I rischi di una gestione privata. Questo, del resto, risponderebbe però alle obiezioni degli oppositori, che temono proprio un eventuale invischiamento della Bof tra le maglie appunto della logica del profitto, qualora un privato si facesse realmente avanti. Non a caso è proprio l'incombenza (reale o eventuale) di un’azienda votata all’utile a suscitare i timori dei dipendenti della Bof: Cosentino e Zenoni ricordano a tal proposito che «l’esperienza insegna che il passaggio da una gestione pubblica a una gestione privata provoca sempre una vera e propria diaspora dei dipendenti dell’azienda». Il timore è di battaglie sottili mosse dagli investitori privati. Schematicamente, questo è un potenziale scenario-tipo da cui gli oppositori, in particolare Zenoni, mettono in guardia: un investitore privato già attivo nel settore affitta la Bof; vincolato dalle clausole inserite nel contratto, prova a raggirarle, offrendo ad esempio funerali poco dignitosi da organizzarsi tramite Bof, spingendo così i clienti ad affidarsi ad aziende di pompe funebri private per garantire ai propri cari sepolture dignitose, trasferendo così una fetta di mercato della Bof alle aziende private votate al profitto, ribaltando i rapporti di forza del settore a favore dei privati.

 

 

Per quel che riguarda i dipendenti, Zenoni parla di politiche gestionali, tipiche a suo dire dei privati che entrano in società pubbliche, mirate a logorare i dipendenti con contratto pubblico, ad esempio assegnando loro turni di lavoro «disumani» oppure operando tagli, ad esempio sui ticket: il tutto per rendere spontanea la loro «diaspora», per parlare con Cosentino, e creando all’interno dell’azienda formata da due blocchi (e cioè quello “affittato” comp osto dagli ex dipendenti pubblici della Bof tutelati dalle clausole del contratto di affitto e quello “storico”, composto da dipendenti assunti direttamente dall’azienda con contratti privati) una significativa predominanza del nucleo privatista. Il timore dei lavoratori, di fronte a una prospettiva di questo tipo, sarebbe del tutto fondato.

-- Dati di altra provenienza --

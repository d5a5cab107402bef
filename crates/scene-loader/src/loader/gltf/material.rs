use std::sync::Arc;

use futures::{
    future::{try_join5, try_join_all},
    FutureExt,
};

use crate::{
    index::{AssetIndex, AssetKind},
    material::{MaterialAlphaMode, MaterialAsset, MaterialKind},
    texture::{ColorSpace, NormalTextureInfo, OcclusionTextureInfo},
};

use super::{
    document::{AlphaModeDef, TextureInfoDef},
    plugin::PluginHook,
    GltfParser, Pending,
};

const DEFAULT_ALPHA_CUTOFF: f32 = 0.5;

/// Unlit materials only keep their base color texture.
fn lit(unlit: bool, info: Option<&TextureInfoDef>) -> Option<&TextureInfoDef> {
    if unlit {
        None
    } else {
        info
    }
}

impl GltfParser {
    /// Material of primitives that reference none.
    pub fn default_material(&self) -> Arc<MaterialAsset> {
        self.caches
            .default_material
            .get_or_init(|| Arc::new(MaterialAsset::default()))
            .clone()
    }

    pub fn material_kind(&self, index: usize) -> MaterialKind {
        self.plugins
            .invoke_one(PluginHook::MaterialKind, |plugin| {
                plugin.material_kind(self, index)
            })
            .unwrap_or_default()
    }

    pub fn load_material(self: &Arc<Self>, index: usize) -> Pending<Arc<MaterialAsset>> {
        let parser = self.clone();
        self.caches.materials.get_or_create(index, move || {
            async move {
                let def = parser.document.material(index)?;
                let kind = parser.material_kind(index);
                let unlit = kind == MaterialKind::Unlit;

                let pbr = def.pbr_metallic_roughness.clone().unwrap_or_default();
                let (
                    base_color_texture,
                    metallic_roughness_texture,
                    normal_texture,
                    occlusion_texture,
                    emissive_texture,
                ) = try_join5(
                    parser.assign_texture(pbr.base_color_texture.as_ref(), ColorSpace::Srgb),
                    parser.assign_texture(
                        lit(unlit, pbr.metallic_roughness_texture.as_ref()),
                        ColorSpace::Linear,
                    ),
                    parser.assign_texture(
                        lit(unlit, def.normal_texture.as_ref()),
                        ColorSpace::Linear,
                    ),
                    parser.assign_texture(
                        lit(unlit, def.occlusion_texture.as_ref()),
                        ColorSpace::Linear,
                    ),
                    parser.assign_texture(
                        lit(unlit, def.emissive_texture.as_ref()),
                        ColorSpace::Srgb,
                    ),
                )
                .await?;

                let extensions = if unlit {
                    Vec::new()
                } else {
                    parser
                        .plugins
                        .invoke_all(PluginHook::ExtendMaterialParams, |plugin| {
                            plugin.extend_material_params(&parser, index)
                        })
                };
                let extensions = try_join_all(extensions).await?;

                let mut material = MaterialAsset {
                    id: Some(AssetIndex::new(AssetKind::Material, index)),
                    name: def.name.clone(),
                    kind,
                    base_color_factor: pbr.base_color_factor.unwrap_or([1.0, 1.0, 1.0, 1.0]),
                    base_color_texture,
                    metallic_factor: pbr.metallic_factor.unwrap_or(1.0),
                    roughness_factor: pbr.roughness_factor.unwrap_or(1.0),
                    metallic_roughness_texture,
                    normal_texture: normal_texture.map(|info| NormalTextureInfo {
                        info,
                        scale: def
                            .normal_texture
                            .as_ref()
                            .and_then(|texture| texture.scale)
                            .unwrap_or(1.0),
                    }),
                    occlusion_texture: occlusion_texture.map(|info| OcclusionTextureInfo {
                        info,
                        strength: def
                            .occlusion_texture
                            .as_ref()
                            .and_then(|texture| texture.strength)
                            .unwrap_or(1.0),
                    }),
                    emissive_texture,
                    emissive_factor: match def.emissive_factor {
                        Some(factor) if !unlit => factor,
                        _ => [0.0, 0.0, 0.0],
                    },
                    alpha_mode: match def.alpha_mode {
                        AlphaModeDef::Opaque => MaterialAlphaMode::Opaque,
                        AlphaModeDef::Mask => MaterialAlphaMode::Mask(
                            def.alpha_cutoff.unwrap_or(DEFAULT_ALPHA_CUTOFF),
                        ),
                        AlphaModeDef::Blend => MaterialAlphaMode::Blend,
                    },
                    double_sided: def.double_sided,
                    user_data: parser.user_data(&def.extras, &def.extensions),
                    ..Default::default()
                };
                for extension in extensions {
                    material.apply(extension);
                }
                Ok(Arc::new(material))
            }
            .boxed()
        })
    }
}

#[cfg(test)]
mod test {
    use std::sync::Arc;

    use serde_json::json;

    use crate::material::{MaterialAlphaMode, MaterialKind};

    use super::super::{document::TextureInfoDef, GltfParser};
    use super::lit;

    #[test]
    fn test_core_material() {
        let parser = GltfParser::for_test(
            json!({
                "asset": { "version": "2.0" },
                "materials": [
                    {
                        "name": "skin",
                        "pbrMetallicRoughness": {
                            "baseColorFactor": [1.0, 0.5, 0.5, 1.0],
                            "metallicFactor": 0.0
                        },
                        "emissiveFactor": [0.1, 0.2, 0.3],
                        "alphaMode": "MASK",
                        "doubleSided": true,
                        "extensions": { "EXT_unknown": { "value": 1 } },
                        "extras": { "tag": "face" }
                    },
                    { "alphaMode": "MASK", "alphaCutoff": 0.25 },
                    { "alphaMode": "BLEND" }
                ]
            }),
            None,
        );
        let material = pollster::block_on(parser.load_material(0)).unwrap();
        assert_eq!(material.name.as_deref(), Some("skin"));
        assert_eq!(material.kind, MaterialKind::Standard);
        assert_eq!(material.base_color_factor, [1.0, 0.5, 0.5, 1.0]);
        assert_eq!(material.metallic_factor, 0.0);
        assert_eq!(material.roughness_factor, 1.0);
        assert_eq!(material.emissive_factor, [0.1, 0.2, 0.3]);
        assert_eq!(material.alpha_mode, MaterialAlphaMode::Mask(0.5));
        assert!(material.double_sided);
        assert!(material.user_data.extensions.contains_key("EXT_unknown"));
        assert_eq!(material.user_data.extras, Some(json!({ "tag": "face" })));

        let material = pollster::block_on(parser.load_material(1)).unwrap();
        assert_eq!(material.alpha_mode, MaterialAlphaMode::Mask(0.25));
        let material = pollster::block_on(parser.load_material(2)).unwrap();
        assert!(material.alpha_mode.transparent());
        assert!(!material.double_sided);
    }

    #[test]
    fn test_default_material() {
        let parser = GltfParser::for_test(json!({ "asset": { "version": "2.0" } }), None);
        let first = parser.default_material();
        let second = parser.default_material();
        assert!(Arc::ptr_eq(&first, &second));
        assert_eq!(first.id, None);
        assert_eq!(first.base_color_factor, [1.0; 4]);
        assert_eq!(first.alpha_mode, MaterialAlphaMode::Opaque);
    }

    #[test]
    fn test_unlit_texture_slots() {
        let info = TextureInfoDef::default();
        assert!(lit(false, Some(&info)).is_some());
        assert!(lit(true, Some(&info)).is_none());
        assert!(lit(false, None).is_none());
    }
}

Una questione irrisolta. Ma esiste davvero questa prospettiva? L'opposizione fa l’opposizione, la maggioranza fa la maggioranza, ed è giusto così: ma è giusto partire dal presupposto che tutta la vicenda Bof sia gestita in malafede da parte di una sorta di lobby di aziende funebri private che vogliono fare i loro interessi e Comune che vuole sbarazzarsi della Bof? Nel caso fossimo davvero di fronte a gestioni “maliziose” da parte del Comune, che senso avrebbe inserire così tante clausole di tutela nei contratti? E perché nessun investitore si è ancora fatto avanti? L'assessore Angeloni a tal proposito dichiara: «Non so cosa dire. Ho l'impressione che i sindacati abbiano cercato di creare allarmismo per sfruttare l’occasione per raccogliere qualche tessera in più». Comunque stiano le cose l’unica certezza è che nell’aria risuona lugubre la solita vecchia e brutta canzone: a non dormire la notte, a soffocare dall’angoscia, a pagare il conto dei “potenti” sono sempre e solo i piccoli lavoratori.